Advancing new materials for energy storage is an important step toward reducing carbon emissions in the transportation and electricity sectors. One of the primary obstacles to transitioning from fossil fuels to renewables is the ability to store energy for later use, such as during hours when the sun is not shining in the case of solar power.
The study, "Optimal design of nanoporous materials for electrochemical devices," is expected to help improve supercapacitors, a type of next-generation energy storage that could replace rechargeable batteries in high-tech devices like cellphones and electric vehicles. Supercapacitors combine the best of what is currently available for energy storage -- batteries, which hold a lot of energy but charge slowly, and capacitors, which charge quickly but hold little energy.
The materials must be able to withstand both high power and high energy to avoid breaking, exploding or catching fire.
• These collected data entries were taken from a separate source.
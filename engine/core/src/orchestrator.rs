//! Slide Orchestrator
//!
//! Drives one presentation run: pulls sections off the queue, resolves their
//! images, and walks each section through the per-slide attempt loop until it
//! commits or exhausts its budget.
//!
//! Each attempt is tracked by an explicit state machine instead of loose
//! counters, so the retry policy is testable without a backend:
//!
//! ```text
//!                create              commit
//!    NoSlide ───────────▶ Created ───────────▶ Committed
//!       ▲                    │
//!       │      discard       │ exhaust
//!       └────────────────────┼──────────▶ Abandoned
//! ```
//!
//! Failure handling is deliberately lopsided: a section may burn all four of
//! its attempts and the run shrugs and moves on, but a credential failure
//! anywhere aborts the whole run. Every failed attempt deletes its remote
//! slide first, so an abandoned section leaves nothing behind and the order
//! counter stays honest.

use std::sync::Arc;

use tracing::{debug, info, warn};

use crate::api::{
    ApiError, GenerationError, GenerationRequest, ImageRef, PresentationBackend, PresentationId,
    SlideId,
};
use crate::content::{Section, SectionQueue};
use crate::images::{HttpImageFetcher, ImageFetcher, ImageIngestor};

/// Attempts allowed per section before it is abandoned
pub const MAX_TRIALS: u32 = 4;

/// Trial index whose image rejection drops images for the final attempt
pub const IMAGE_DROP_TRIAL: u32 = 2;

// =============================================================================
// Attempt State Machine
// =============================================================================

/// Where a section's slide currently stands
#[derive(Clone, Debug, PartialEq, Eq)]
pub enum SlideState {
    /// No remote slide is held
    NoSlide,
    /// A remote slide exists and awaits generated content
    Created(SlideId),
    /// The slide holds committed content and survives the run
    Committed(SlideId),
    /// The retry budget is spent, no remote slide persists
    Abandoned,
}

/// What happened to the slide during an attempt
#[derive(Clone, Debug, PartialEq, Eq)]
pub enum SlideEvent {
    /// A remote slide was created
    Create(SlideId),
    /// The default variant was selected and the slide kept
    Commit,
    /// The failed slide was deleted, leaving room for another attempt
    Discard,
    /// The failed slide was deleted and the budget is spent
    Exhaust,
}

impl SlideState {
    /// Pure transition function
    ///
    /// Events that make no sense for the current state leave it unchanged;
    /// terminal states absorb everything.
    #[must_use]
    pub fn apply(self, event: SlideEvent) -> Self {
        match (self, event) {
            (Self::NoSlide, SlideEvent::Create(id)) => Self::Created(id),
            (Self::Created(id), SlideEvent::Commit) => Self::Committed(id),
            (Self::Created(_), SlideEvent::Discard) => Self::NoSlide,
            (Self::Created(_), SlideEvent::Exhaust) => Self::Abandoned,
            (state, _) => state,
        }
    }
}

/// What to do after a failed generation attempt
#[derive(Clone, Debug, PartialEq, Eq)]
pub enum RetryDecision {
    /// Delete the slide and attempt again
    Retry {
        /// Drop all images before the next attempt
        drop_images: bool,
    },
    /// Delete the slide and abandon the section
    GiveUp,
}

impl RetryDecision {
    /// Decide the follow-up for a failure on trial index `trial`
    ///
    /// Images are dropped only when the provider rejected an image format on
    /// the penultimate trial, giving the final attempt a text-only shot.
    #[must_use]
    pub fn after_failure(error: &GenerationError, trial: u32) -> Self {
        if trial + 1 >= MAX_TRIALS {
            return Self::GiveUp;
        }
        Self::Retry {
            drop_images: error.is_image_rejection() && trial == IMAGE_DROP_TRIAL,
        }
    }
}

// =============================================================================
// Run Outcomes
// =============================================================================

/// Terminal outcome of one section
#[derive(Clone, Debug, PartialEq, Eq)]
pub enum SectionOutcome {
    /// A slide holds this section's content
    Committed {
        /// Remote slide that survived
        slide_id: SlideId,
    },
    /// All attempts failed, no slide persists for this section
    Abandoned,
}

/// What a completed run produced
#[derive(Clone, Debug, Default, PartialEq, Eq)]
pub struct RunSummary {
    /// Sections that committed a slide, in processing order
    pub committed_sections: Vec<String>,
    /// Sections abandoned after exhausting retries, in processing order
    pub abandoned_sections: Vec<String>,
}

impl RunSummary {
    /// Number of slides committed
    #[must_use]
    pub fn committed(&self) -> usize {
        self.committed_sections.len()
    }

    /// Number of sections abandoned
    #[must_use]
    pub fn abandoned(&self) -> usize {
        self.abandoned_sections.len()
    }
}

// =============================================================================
// Orchestrator
// =============================================================================

/// Sequentially turns sections into committed slides
///
/// Sections are processed strictly one at a time: the provider's slide
/// ordering and the delete-on-failure protocol both assume no concurrent
/// mutation of the presentation.
pub struct SlideOrchestrator<B, F = HttpImageFetcher> {
    backend: Arc<B>,
    ingestor: ImageIngestor<B, F>,
}

impl<B: PresentationBackend> SlideOrchestrator<B> {
    /// Create an orchestrator that downloads images over plain HTTP
    #[must_use]
    pub fn new(backend: Arc<B>) -> Self {
        let ingestor = ImageIngestor::new(Arc::clone(&backend));
        Self { backend, ingestor }
    }
}

impl<B: PresentationBackend, F: ImageFetcher> SlideOrchestrator<B, F> {
    /// Create an orchestrator with a custom image fetcher
    #[must_use]
    pub fn with_ingestor(backend: Arc<B>, ingestor: ImageIngestor<B, F>) -> Self {
        Self { backend, ingestor }
    }

    /// Process every section into the presentation
    ///
    /// `initial_slide_id` is the slide the provider pre-created alongside the
    /// presentation; the first section reuses it at order 0 instead of
    /// creating a fresh one. The queue is fully drained regardless of
    /// per-section failures.
    ///
    /// # Errors
    ///
    /// Returns an error only for credential failures or failed slide
    /// creation. Per-section generation failures are absorbed into the
    /// summary.
    pub async fn run(
        &self,
        presentation_id: &PresentationId,
        initial_slide_id: Option<SlideId>,
        sections: impl Into<SectionQueue> + Send,
    ) -> Result<RunSummary, ApiError> {
        let mut order: i32 = 0;
        let mut carried = initial_slide_id;
        let mut summary = RunSummary::default();

        for section in sections.into() {
            let outcome = self
                .process_section(presentation_id, carried.take(), &mut order, &section)
                .await?;

            match outcome {
                SectionOutcome::Committed { .. } => {
                    summary.committed_sections.push(section.name.clone());
                }
                SectionOutcome::Abandoned => {
                    summary.abandoned_sections.push(section.name.clone());
                }
            }
        }

        info!(
            presentation_id = %presentation_id,
            committed = summary.committed(),
            abandoned = summary.abandoned(),
            "Presentation run complete"
        );
        Ok(summary)
    }

    /// Run the attempt loop for a single section
    async fn process_section(
        &self,
        presentation_id: &PresentationId,
        carried_slide: Option<SlideId>,
        order: &mut i32,
        section: &Section,
    ) -> Result<SectionOutcome, ApiError> {
        let mut images = self.resolve_images(presentation_id, section).await?;
        let context = section.slide_context();

        // A carried slide already occupies order 0 on the provider side
        let mut state = match carried_slide {
            Some(id) => SlideState::Created(id),
            None => SlideState::NoSlide,
        };
        let mut trial: u32 = 0;

        while trial < MAX_TRIALS {
            if matches!(state, SlideState::NoSlide) {
                *order += 1;
                let id = self.backend.create_slide(presentation_id, *order).await?;
                state = state.apply(SlideEvent::Create(id));
            }
            let SlideState::Created(slide_id) = state.clone() else {
                break;
            };

            debug!(
                section = %section.name,
                slide_id = %slide_id,
                order = *order,
                trial,
                "Attempting slide generation"
            );

            let request =
                GenerationRequest::new(presentation_id.clone(), slide_id.clone(), context.clone())
                    .with_images(images.clone());

            match self.backend.generate_slide(&request).await {
                Ok(variant) => {
                    if let Err(error) = self.backend.pick_variant(&slide_id, &variant.id).await {
                        if let ApiError::Auth(auth) = error {
                            return Err(ApiError::Auth(auth));
                        }
                        warn!(
                            slide_id = %slide_id,
                            error = %error,
                            "Variant selection failed, keeping slide as generated"
                        );
                    }
                    info!(
                        section = %section.name,
                        slide_id = %slide_id,
                        order = *order,
                        trial,
                        "Committed slide"
                    );
                    state = state.apply(SlideEvent::Commit);
                    break;
                }
                Err(GenerationError::Auth(auth)) => return Err(ApiError::Auth(auth)),
                Err(error) => {
                    warn!(
                        section = %section.name,
                        slide_id = %slide_id,
                        trial,
                        error = %error,
                        "Slide generation attempt failed"
                    );

                    let decision = RetryDecision::after_failure(&error, trial);
                    self.discard_slide(&slide_id).await;
                    *order -= 1;
                    trial += 1;

                    match decision {
                        RetryDecision::Retry { drop_images } => {
                            if drop_images {
                                info!(
                                    section = %section.name,
                                    "Dropping images for the final attempt"
                                );
                                images.clear();
                            }
                            state = state.apply(SlideEvent::Discard);
                        }
                        RetryDecision::GiveUp => {
                            state = state.apply(SlideEvent::Exhaust);
                            break;
                        }
                    }
                }
            }
        }

        match state {
            SlideState::Committed(slide_id) => Ok(SectionOutcome::Committed { slide_id }),
            _ => {
                warn!(
                    section = %section.name,
                    trials = trial,
                    "Abandoning section after exhausted retries"
                );
                Ok(SectionOutcome::Abandoned)
            }
        }
    }

    /// Upload a section's images, degrading to none on non-fatal failure
    async fn resolve_images(
        &self,
        presentation_id: &PresentationId,
        section: &Section,
    ) -> Result<Vec<ImageRef>, ApiError> {
        if !section.has_images() {
            return Ok(Vec::new());
        }

        match self.ingestor.ingest(presentation_id, &section.image_urls).await {
            Ok(refs) => Ok(refs),
            Err(ApiError::Auth(auth)) => Err(ApiError::Auth(auth)),
            Err(error) => {
                warn!(
                    section = %section.name,
                    error = %error,
                    "Image upload failed, continuing without images"
                );
                Ok(Vec::new())
            }
        }
    }

    /// Best-effort remote deletion of a failed slide
    async fn discard_slide(&self, slide_id: &SlideId) {
        if let Err(error) = self
            .backend
            .delete_slides(std::slice::from_ref(slide_id))
            .await
        {
            warn!(
                slide_id = %slide_id,
                error = %error,
                "Failed to delete slide after failed attempt"
            );
        }
    }
}
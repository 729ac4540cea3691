//! Deckhand Core - Headless Webpage-to-Presentation Orchestration
//!
//! This crate turns a webpage into a remotely hosted slide presentation,
//! completely independent of any command-line surface. It scrapes the page
//! into ordered sections, then drives a remote presentation provider through
//! its REST and streaming endpoints until every section has a slide or has
//! been given up on.
//!
//! # Architecture
//!
//! ```text
//! ┌─────────────┐  ScrapedPage  ┌─────────────────────────────────────────┐
//! │   Content   │──────────────▶│            SlideOrchestrator            │
//! │   Source    │               │  ┌───────────┐     ┌─────────────────┐  │
//! │ (Firecrawl) │               │  │  Section  │────▶│  Attempt loop   │  │
//! └─────────────┘               │  │   Queue   │     │ (state machine) │  │
//!                               │  └───────────┘     └────────┬────────┘  │
//!                               │  ┌───────────┐              │           │
//!                               │  │   Image   │──────────────┤           │
//!                               │  │ Ingestion │              │           │
//!                               │  └───────────┘              │           │
//!                               └─────────────────────────────┼───────────┘
//!                                                             │
//!                                                  PresentationBackend
//!                                                             │
//!                               ┌─────────────────────────────┴───────────┐
//!                               │       Remote Presentation Provider      │
//!                               │  REST: create / delete / pick / upload  │
//!                               │        / share                          │
//!                               │  WebSocket: variant generation stream   │
//!                               └─────────────────────────────────────────┘
//! ```
//!
//! # Key Types
//!
//! - [`SlideOrchestrator`]: drives sections through the per-slide retry loop
//! - [`PresentationBackend`]: the provider as the orchestrator sees it
//! - [`ApiClient`]: production backend over REST plus the variant stream
//! - [`CredentialStore`]: cached bearer tokens with refresh-then-password fallback
//! - [`FirecrawlSource`]: webpage scraping via structured extraction
//! - [`ScrapedPage`]: validated sections ready for slide generation
//!
//! # Quick Start
//!
//! ```ignore
//! use std::sync::Arc;
//!
//! use deckhand_core::{
//!     load_config, ApiClient, CredentialStore, Credentials, FirecrawlSource,
//!     PresentationBackend, SlideOrchestrator,
//! };
//! use deckhand_core::scrape::ContentSource;
//!
//! #[tokio::main]
//! async fn main() -> Result<(), Box<dyn std::error::Error>> {
//!     let config = load_config()?;
//!
//!     // Scrape the page into ordered, validated sections
//!     let source = FirecrawlSource::from_env(config.scrape.clone())?;
//!     let page = source.scrape("https://en.wikipedia.org/wiki/Hello").await?;
//!
//!     // Authenticate and create the presentation shell
//!     let credentials = Credentials::from_env()?;
//!     let store = Arc::new(CredentialStore::new(
//!         config.provider.auth_base.clone(),
//!         credentials,
//!     ));
//!     let backend = Arc::new(ApiClient::new(config, store));
//!     let presentation = backend.create_presentation(&page.title).await?;
//!
//!     // Drive every section into a slide, then share
//!     let orchestrator = SlideOrchestrator::new(Arc::clone(&backend));
//!     let summary = orchestrator
//!         .run(&presentation.id, presentation.first_slide_id(), page)
//!         .await?;
//!     println!("committed {} slide(s)", summary.committed());
//!     println!("{}", backend.share_link(&presentation.id).await?);
//!     Ok(())
//! }
//! ```
//!
//! # Module Overview
//!
//! - [`api`]: provider data model, error taxonomy, REST client, variant stream
//! - [`auth`]: credentials and the cached token lifecycle
//! - [`config`]: engine configuration (defaults, TOML file, env overrides)
//! - [`content`]: sections, validation contract, Introduction-first queue
//! - [`images`]: download-filter-upload pipeline for section images
//! - [`orchestrator`]: the per-slide attempt state machine and run loop
//! - [`scrape`]: webpage extraction through Firecrawl
//!
//! # No CLI Dependencies
//!
//! This crate has **zero** dependencies on clap, terminal output, or process
//! environment loading beyond documented credential variables. It's pure
//! engine logic that can drive a CLI, a service, or tests.

#![deny(missing_docs)]
#![deny(clippy::all)]
#![warn(clippy::pedantic)]
#![allow(clippy::module_name_repetitions)]

pub mod api;
pub mod auth;
pub mod config;
pub mod content;
pub mod images;
pub mod orchestrator;
pub mod scrape;

// Re-exports for convenience
pub use api::{
    ApiClient, ApiError, GenerationError, GenerationRequest, ImagePayload, ImageRef, Presentation,
    PresentationBackend, PresentationId, SlideId, SlideRecord, Variant, VariantId,
};
pub use auth::{AuthError, CredentialStore, Credentials};
pub use content::{ContentError, ScrapedPage, Section, SectionQueue};
pub use images::{FetchError, FetchedImage, HttpImageFetcher, ImageFetcher, ImageIngestor};
pub use orchestrator::{
    RetryDecision, RunSummary, SectionOutcome, SlideEvent, SlideOrchestrator, SlideState,
};
pub use scrape::{ContentSource, FirecrawlSource, ScrapeError};

// Config exports
pub use config::{
    default_config_path, load_config, load_config_from_path, ConfigError, ConfigSource,
    EngineConfig, ProviderEndpoints, ScrapeConfig,
};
"Current batteries and other storage devices are a major bottleneck for transition to clean energy," Tartakovsky was quoted as saying in a news release from Stanford. "There are many people working on this, but this is a new approach to looking at the problem."
The types of materials used to develop energy storage, known as nanoporous materials, look solid to the human eye but contain microscopic holes that give them unique properties. To develop possibly better nanoporous materials, the current method, involving arranging minuscule grains of silica of different sizes in a mold, filling the mold with a solid substance and then dissolving the grains to create a material containing many small holes, requires extensive planning, labor, experimentation and modifications, without guaranteeing the end result will be the best possible option.
"We developed a model that would allow materials chemists to know what to expect in terms of performance if the grains are arranged in a certain way, without going through these experiments," said Tartakovsky, whose mathematical modeling research spans neuroscience, urban development, medicine and more. "This framework also shows that if you arrange your grains like the model suggests, then you will get the maximum performance."
As an Earth scientist and professor of energy resources engineering, Tartakovsky is an expert in the flow and transport of porous media. Notifying that energy is just one industry that makes use of nanoporous materials, Tartakovsky hopes his model will be applicable in other areas.